ASSIGNED TASK - When the line containing "use serde_json::json;" is found in the data below, copy it and each line after it through the line containing "fn build_cors(origins: &[String])", exactly and with no others.
*-*-*
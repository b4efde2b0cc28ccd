//! REST API implementation

use std::fmt;
use std::sync::Arc;

use actix_cors::Cors;
use actix_web::body::MessageBody;
use actix_web::dev::{Server, ServiceFactory, ServiceRequest, ServiceResponse};
use actix_web::http::StatusCode;
use actix_web::{middleware, web, App, HttpResponse, HttpServer, ResponseError};
use serde_json::json;
use tracing::{debug, error, info, warn};

use docbridge_common::config::ServerConfig;
use docbridge_common::metrics::{self, LatencyTimer};
use docbridge_common::{Error, Result};
use docbridge_query::{QueryEngine, SaveRequest, SearchParams};

/// Largest accepted save body; a stored record cannot exceed 16 MiB anyway
const MAX_BODY_BYTES: usize = 16 * 1024 * 1024;

/// REST API server
#[derive(Clone)]
pub struct RestServer {
    config: ServerConfig,
    engine: Arc<QueryEngine>,
}

impl RestServer {
    /// Create a new REST server
    pub fn new(config: &ServerConfig, engine: Arc<QueryEngine>) -> Self {
        Self {
            config: config.clone(),
            engine,
        }
    }

    /// Build CORS middleware based on configuration
    fn build_cors(origins: &[String]) -> Cors {
        if origins.is_empty() || origins.iter().any(|o| o == "*") {
            return Cors::permissive();
        }

        let mut cors = Cors::default()
            .allowed_methods(vec!["GET", "POST", "OPTIONS"])
            .allowed_headers(vec![
                actix_web::http::header::ACCEPT,
                actix_web::http::header::CONTENT_TYPE,
            ])
            .max_age(3600);

        for origin in origins {
            cors = cors.allowed_origin(origin);
        }

        cors
    }

    /// Bind the listener and return the running server.
    ///
    /// Signal handling is left to the caller, which stops the server through
    /// its handle.
    pub fn start(&self) -> Result<Server> {
        let engine = web::Data::from(self.engine.clone());
        let cors_origins = self.config.cors_origins.clone();

        if cors_origins.is_empty() || cors_origins.iter().any(|o| o == "*") {
            warn!("CORS is configured with wildcard origin - not recommended for production");
        }
        info!(
            "Starting REST API server on {}:{} (store: {})",
            self.config.host,
            self.config.port,
            self.engine.backend_name()
        );

        let mut server = HttpServer::new(move || build_app(engine.clone(), &cors_origins))
            .disable_signals();
        if self.config.workers > 0 {
            server = server.workers(self.config.workers);
        }

        Ok(server
            .bind((self.config.host.as_str(), self.config.port))?
            .run())
    }
}

/// Assemble the application: middleware, routes and error handlers
pub fn build_app(
    engine: web::Data<QueryEngine>,
    cors_origins: &[String],
) -> App<
    impl ServiceFactory<
        ServiceRequest,
        Config = (),
        Response = ServiceResponse<impl MessageBody>,
        Error = actix_web::Error,
        InitError = (),
    >,
> {
    let json_config = web::JsonConfig::default()
        .limit(MAX_BODY_BYTES)
        .error_handler(|err, _req| {
            warn!("Rejected save body: {}", err);
            ApiError(Error::Validation(format!("request body must be a JSON object: {}", err)))
                .into()
        });
    let query_config = web::QueryConfig::default().error_handler(|err, _req| {
        ApiError(Error::Validation(format!("invalid query string: {}", err))).into()
    });

    App::new()
        .app_data(engine)
        .app_data(json_config)
        .app_data(query_config)
        .wrap(RestServer::build_cors(cors_origins))
        .wrap(middleware::Compress::default())
        .wrap(middleware::Logger::default())
        .service(
            web::resource("/")
                .route(web::get().to(index))
                .default_service(web::to(method_not_allowed)),
        )
        .service(
            web::resource("/metrics")
                .route(web::get().to(metrics_export))
                .default_service(web::to(method_not_allowed)),
        )
        .service(
            web::scope("/api")
                .service(
                    web::resource("/save")
                        .route(web::post().to(save))
                        .default_service(web::to(method_not_allowed)),
                )
                .service(
                    web::resource("/search")
                        .route(web::get().to(search))
                        .default_service(web::to(method_not_allowed)),
                )
                .service(
                    web::resource("/health")
                        .route(web::get().to(health_check))
                        .default_service(web::to(method_not_allowed)),
                ),
        )
        .default_service(web::to(not_found))
}

// ============================================================================
// Errors
// ============================================================================

/// Error response wrapper: `{"error": message}` with the error's status
#[derive(Debug)]
pub struct ApiError(pub Error);

impl fmt::Display for ApiError {
    fn fmt(&self, f: &mut fmt::Formatter<'_>) -> fmt::Result {
        self.0.fmt(f)
    }
}

impl From<Error> for ApiError {
    fn from(e: Error) -> Self {
        ApiError(e)
    }
}

impl ResponseError for ApiError {
    fn status_code(&self) -> StatusCode {
        StatusCode::from_u16(self.0.status_code()).unwrap_or(StatusCode::INTERNAL_SERVER_ERROR)
    }

    fn error_response(&self) -> HttpResponse {
        if self.0.is_server_error() {
            error!(code = self.0.error_code(), "Request failed: {}", self.0);
        } else {
            debug!(code = self.0.error_code(), "Request rejected: {}", self.0);
        }
        HttpResponse::build(self.status_code()).json(json!({
            "error": self.0.client_message(),
        }))
    }
}

// ============================================================================
// Handlers
// ============================================================================

async fn index() -> HttpResponse {
    HttpResponse::Ok().json(json!({
        "name": "docbridge",
        "version": env!("CARGO_PKG_VERSION"),
        "description": "HTTP save and search over a document database",
        "endpoints": {
            "save": "/api/save",
            "search": "/api/search",
            "health": "/api/health",
            "metrics": "/metrics",
        },
    }))
}

async fn save(
    engine: web::Data<QueryEngine>,
    request: web::Json<SaveRequest>,
) -> std::result::Result<HttpResponse, ApiError> {
    let _timer = LatencyTimer::new("save");
    let outcome = engine.save(&request).await?;
    Ok(HttpResponse::Ok().json(outcome))
}

async fn search(
    engine: web::Data<QueryEngine>,
    params: web::Query<SearchParams>,
) -> std::result::Result<HttpResponse, ApiError> {
    let _timer = LatencyTimer::new("search");
    let records = engine.search(&params).await?;
    Ok(HttpResponse::Ok().json(records))
}

async fn health_check(engine: web::Data<QueryEngine>) -> HttpResponse {
    let _timer = LatencyTimer::new("health");
    match engine.ping().await {
        Ok(()) => HttpResponse::Ok().json(json!({
            "status": "healthy",
            "message": "Service is running normally",
            "database": "connected",
        })),
        Err(e) => HttpResponse::ServiceUnavailable().json(json!({
            "status": "unhealthy",
            "message": "Service is unavailable",
            "database": "disconnected",
            "error": e.to_string(),
        })),
    }
}

async fn metrics_export() -> HttpResponse {
    HttpResponse::Ok()
        .content_type("text/plain; charset=utf-8")
        .body(metrics::export_prometheus())
}

async fn not_found() -> std::result::Result<HttpResponse, ApiError> {
    Err(ApiError(Error::NotFound))
}

async fn method_not_allowed() -> std::result::Result<HttpResponse, ApiError> {
    Err(ApiError(Error::MethodNotAllowed))
}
*-*-*
SOLUTION BELOW -
use serde_json::json;
use tracing::{debug, error, info, warn};

use docbridge_common::config::ServerConfig;
use docbridge_common::metrics::{self, LatencyTimer};
use docbridge_common::{Error, Result};
use docbridge_query::{QueryEngine, SaveRequest, SearchParams};

/// Largest accepted save body; a stored record cannot exceed 16 MiB anyway
const MAX_BODY_BYTES: usize = 16 * 1024 * 1024;

/// REST API server
#[derive(Clone)]
pub struct RestServer {
    config: ServerConfig,
    engine: Arc<QueryEngine>,
}

impl RestServer {
    /// Create a new REST server
    pub fn new(config: &ServerConfig, engine: Arc<QueryEngine>) -> Self {
        Self {
            config: config.clone(),
            engine,
        }
    }

    /// Build CORS middleware based on configuration
    fn build_cors(origins: &[String]) -> Cors {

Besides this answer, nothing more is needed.